Understanding what the Bible means by “faith” brings us back to Percy Bysshe Shelley’s dream of a religion of charity rather than faith. He is right, of course, that true religion ought to be full of love. But his assumption that one must choose either a charity that loves one’s neighbor or a moon-eyed faith that gazes up at heaven is simply incorrect. Rather, biblical faith means trusting and following God’s word, and in God’s word, the second greatest command is to love your neighbor as you love yourself (Matthew 22:35-40). That is why true faith must lead to works of love, because if we are not living as God tells us to live, then we are not walking by faith.

And as we love, the Christian’s faith gives us hope that love will last even beyond the grave. In Shelley’s great poem “Ozymandias,” he paints one of literature’s most famous images of the effects of time on the glories of mankind.

And on the pedestal these words appear:
“My name is Ozymandias, king of kings:
Look on my works, ye Mighty, and despair!”
Nothing beside remains. Round the decay
Of that colossal wreck, boundless and bare
The lone and level sands stretch far away.
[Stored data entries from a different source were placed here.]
//! rollcall-core: face gallery matching and attendance bookkeeping.
//!
//! Enrolled faces live in a `GalleryStore` backed by a snapshot file;
//! attendance events live in a SQLite ledger. Embeddings come from SCRFD
//! detection and ArcFace recognition running on ONNX Runtime.

pub mod alignment;
pub mod attendance;
pub mod detector;
pub mod extractor;
pub mod gallery;
pub mod ledger;
pub mod recognizer;
pub mod store;
pub mod types;

pub use attendance::{AttendanceDesk, DeskError, MarkOutcome};
pub use extractor::{default_model_dir, EmbeddingExtractor, ExtractError, OnnxExtractor};
pub use ledger::{AttendanceLedger, AttendanceRecord, LedgerError, SqliteLedger, Student};
pub use store::{GalleryStore, StoreError};
pub use types::{BoundingBox, Embedding, EnrolledFace, MatchOutcome, DEFAULT_TOLERANCE};

use std::path::PathBuf;

/// Data directory: `$XDG_DATA_HOME/rollcall`, else `~/.local/share/rollcall`.
pub fn default_data_dir() -> PathBuf {
    std::env::var("XDG_DATA_HOME")
        .map(PathBuf::from)
        .unwrap_or_else(|_| {
            let home = std::env::var("HOME").unwrap_or_else(|_| "/tmp".to_string());
            PathBuf::from(home).join(".local/share")
        })
        .join("rollcall")
}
Charity itself is not exempt from the leveling power of the years. If man is the measure of all things, then even the most generous love will crumble away into lone and level sands before relentless time. How sad, if every act of love was merely the courtesy of one lost soul to another on a shipwreck sliding forever into darkness. There would still be a nobility in such transient kindnesses, but how one wishes the story could have a happier ending. In Shelley’s “Elegy on the Death of John Keats,” he mourned,

For he is gone, where all things wise and fair
Descend—oh, dream not that the amorous Deep
Will yet restore him to the vital air;
Death feeds on his mute voice, and laughs at our despair.

What a tragedy that Shelley seems to have died without listening to the words of the King of kings who fell down into that Deep, swallowed death and laughed at despair, and burst again into the vital air. Beauty alone does not make a story true, but surely a poet would be glad that the true story is also beautiful; that true religion says, “We love, because He first loved us.”